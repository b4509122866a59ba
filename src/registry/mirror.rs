use crate::credentials::RegistryAuth;
use crate::error::Result;
use crate::image_reference::ImageReference;
use crate::registry::{Location, Registry};
use std::path::Path;
use std::sync::Arc;
use tracing::info;

/// The operator's own registry, holding copies of imported images.
#[derive(Clone)]
pub struct Mirror {
    registry: Arc<dyn Registry>,
    address: String,
    auth: RegistryAuth,
    insecure: bool,
}

impl Mirror {
    pub fn new(
        registry: Arc<dyn Registry>,
        address: impl Into<String>,
        auth: RegistryAuth,
        insecure: bool,
    ) -> Self {
        Self {
            registry,
            address: address.into(),
            auth,
            insecure,
        }
    }

    pub fn address(&self) -> &str {
        &self.address
    }

    /// Credentials for `host` when it is the mirror itself.
    pub fn credentials_for(&self, host: &str) -> Option<RegistryAuth> {
        (host == self.address).then(|| self.auth.clone())
    }

    /// Where the image of tag `namespace/name` lives in the mirror.
    pub fn destination(&self, namespace: &str, name: &str, tag: &str) -> ImageReference {
        ImageReference {
            registry: self.address.clone(),
            repository: format!("{}/{}", namespace, name),
            tag: Some(tag.to_string()),
            digest: None,
        }
    }

    fn location(&self, image: ImageReference) -> Location {
        Location::new(image, self.auth.clone(), self.insecure)
    }

    /// Copies `src`, with every image of a manifest list, to `namespace/name:tag`
    /// in the mirror. Returns the digest pinned reference of the copy.
    pub async fn load(
        &self,
        src: &Location,
        namespace: &str,
        name: &str,
        tag: &str,
    ) -> Result<ImageReference> {
        let dst = self.location(self.destination(namespace, name, tag));
        let digest = self.registry.copy(src, &dst).await?;
        let pinned = dst.image.with_digest(&digest);
        info!(src = %src.image, dst = %pinned, "Mirrored image");
        Ok(pinned)
    }

    /// Pushes an OCI layout archive to `namespace/name:tag` in the mirror.
    pub async fn load_archive(
        &self,
        archive: &Path,
        namespace: &str,
        name: &str,
        tag: &str,
    ) -> Result<ImageReference> {
        let dst = self.location(self.destination(namespace, name, tag));
        let digest = self.registry.import(archive, &dst).await?;
        Ok(dst.image.with_digest(&digest))
    }

    /// Location of `image` with mirror credentials when it is hosted on the mirror.
    pub fn locate(&self, image: ImageReference, fallback: RegistryAuth, insecure: bool) -> Location {
        match self.credentials_for(&image.registry) {
            Some(auth) => Location::new(image, auth, self.insecure),
            None => Location::new(image, fallback, insecure),
        }
    }
}
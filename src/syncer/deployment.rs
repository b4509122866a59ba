use crate::controller::Syncer;
use crate::error::Result;
use crate::resources::{CONTAINER_TAGS_ANNOTATION, FOLLOW_TAGS_LABEL, Tag};
use crate::store::{SharedStore, json_patch};
use crate::syncer::{pin_containers, recorded_container_tags, set_entry_op};
use async_trait::async_trait;
use k8s_openapi::api::apps::v1::Deployment;
use kube::ResourceExt;
use tracing::{debug, info};

/// Keeps the pod template of following Deployments on the pinned reference of
/// every Tag its containers refer to. Changing the template rolls the
/// Deployment out.
pub struct DeploymentSyncer {
    deployments: SharedStore<Deployment>,
    tags: SharedStore<Tag>,
}

impl DeploymentSyncer {
    pub fn new(deployments: SharedStore<Deployment>, tags: SharedStore<Tag>) -> Self {
        Self { deployments, tags }
    }
}

pub fn follows_tags(deployment: &Deployment) -> bool {
    deployment
        .labels()
        .get(FOLLOW_TAGS_LABEL)
        .is_some_and(|v| v == "true")
}

#[async_trait]
impl Syncer<Deployment> for DeploymentSyncer {
    async fn sync(&self, deployment: Deployment) -> Result<()> {
        if !follows_tags(&deployment) {
            return Ok(());
        }
        let Some(pod_spec) = deployment
            .spec
            .as_ref()
            .and_then(|s| s.template.spec.as_ref())
        else {
            return Ok(());
        };
        let namespace = deployment.namespace().unwrap_or_default();
        let tags = self.tags.list(Some(&namespace), None).await?;
        let recorded = recorded_container_tags(deployment.annotations());
        let pinning = pin_containers("/spec/template/spec", pod_spec, &recorded, &tags);

        let mut operations = pinning.operations;
        if pinning.container_tags != recorded {
            operations.push(set_entry_op(
                "/metadata/annotations",
                deployment.metadata.annotations.as_ref(),
                CONTAINER_TAGS_ANNOTATION,
                &serde_json::to_string(&pinning.container_tags)?,
            ));
        }
        if !pinning.pending.is_empty() {
            debug!(tags = ?pinning.pending, "Waiting for tags to be imported");
        }
        if operations.is_empty() {
            debug!("Deployment is up to date");
            return Ok(());
        }

        let changed = operations.len();
        self.deployments
            .patch_json(&namespace, &deployment.name_any(), json_patch(operations)?)
            .await?;
        info!(operations = changed, "Pinned deployment containers to tags");
        Ok(())
    }
}

#[cfg(test)]
mod tests {
    use super::*;
    use crate::store::memory::MemoryStore;
    use crate::syncer::testing::{pod_spec, tag};
    use k8s_openapi::api::apps::v1::DeploymentSpec;
    use k8s_openapi::api::core::v1::PodTemplateSpec;
    use k8s_openapi::apimachinery::pkg::apis::meta::v1::ObjectMeta;
    use std::collections::BTreeMap;
    use std::sync::Arc;

    fn deployment(name: &str, follow: bool, images: &[(&str, &str)]) -> Deployment {
        let labels = follow.then(|| {
            BTreeMap::from([(FOLLOW_TAGS_LABEL.to_string(), "true".to_string())])
        });
        Deployment {
            metadata: ObjectMeta {
                name: Some(name.to_string()),
                namespace: Some("team".to_string()),
                labels,
                ..Default::default()
            },
            spec: Some(DeploymentSpec {
                template: PodTemplateSpec {
                    spec: Some(pod_spec(images)),
                    ..Default::default()
                },
                ..Default::default()
            }),
            ..Default::default()
        }
    }

    fn container_image(deployment: &Deployment) -> String {
        deployment.spec.as_ref().unwrap().template.spec.as_ref().unwrap().containers[0]
            .image
            .clone()
            .unwrap()
    }

    #[tokio::test]
    async fn test_follows_tag_generations() {
        let tags = Arc::new(MemoryStore::with([tag(
            "app",
            0,
            &[(0, "quay.io/team/app@sha256:aa")],
        )]));
        let deployments = Arc::new(MemoryStore::with([deployment("web", true, &[("main", "app")])]));
        let syncer = DeploymentSyncer::new(deployments.clone(), tags.clone());

        syncer.sync(deployments.find("team", "web").unwrap()).await.unwrap();
        let pinned = deployments.find("team", "web").unwrap();
        assert_eq!(container_image(&pinned), "quay.io/team/app@sha256:aa");
        assert_eq!(
            pinned.annotations().get(CONTAINER_TAGS_ANNOTATION).unwrap(),
            r#"{"main":"app"}"#
        );

        // the tag moves to a new generation
        tags.insert(tag(
            "app",
            1,
            &[(1, "quay.io/team/app@sha256:bb"), (0, "quay.io/team/app@sha256:aa")],
        ));
        syncer.sync(pinned).await.unwrap();
        let repinned = deployments.find("team", "web").unwrap();
        assert_eq!(container_image(&repinned), "quay.io/team/app@sha256:bb");

        // up to date, no write
        let version = repinned.metadata.resource_version.clone();
        syncer.sync(repinned).await.unwrap();
        assert_eq!(
            deployments.find("team", "web").unwrap().metadata.resource_version,
            version
        );
    }

    #[tokio::test]
    async fn test_ignores_deployments_without_label() {
        let tags = Arc::new(MemoryStore::with([tag(
            "app",
            0,
            &[(0, "quay.io/team/app@sha256:aa")],
        )]));
        let deployments = Arc::new(MemoryStore::with([deployment("web", false, &[("main", "app")])]));
        let syncer = DeploymentSyncer::new(deployments.clone(), tags);
        syncer.sync(deployments.find("team", "web").unwrap()).await.unwrap();
        assert_eq!(container_image(&deployments.find("team", "web").unwrap()), "app");
    }
}
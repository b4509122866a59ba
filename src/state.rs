use crate::metrics::Metrics;
use crate::notify::Notifier;
use crate::syncer::TagSyncer;
use std::sync::Arc;

/// Shared by the HTTP handlers.
#[derive(Clone)]
pub struct AppState {
    pub(crate) tag_syncer: Arc<TagSyncer>,
    pub(crate) notifier: Notifier,
    pub(crate) metrics: Metrics,
}

impl AppState {
    pub fn new(tag_syncer: Arc<TagSyncer>, notifier: Notifier, metrics: Metrics) -> Self {
        Self {
            tag_syncer,
            notifier,
            metrics,
        }
    }
}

------

## Activity
Gather each line in these records that contains the string "pinning".

## Written answer
        let pinning = pin_containers("/spec/template/spec", pod_spec, &recorded, &tags);
        let mut operations = pinning.operations;
        if pinning.container_tags != recorded {
                &serde_json::to_string(&pinning.container_tags)?,
        if !pinning.pending.is_empty() {
            debug!(tags = ?pinning.pending, "Waiting for tags to be imported");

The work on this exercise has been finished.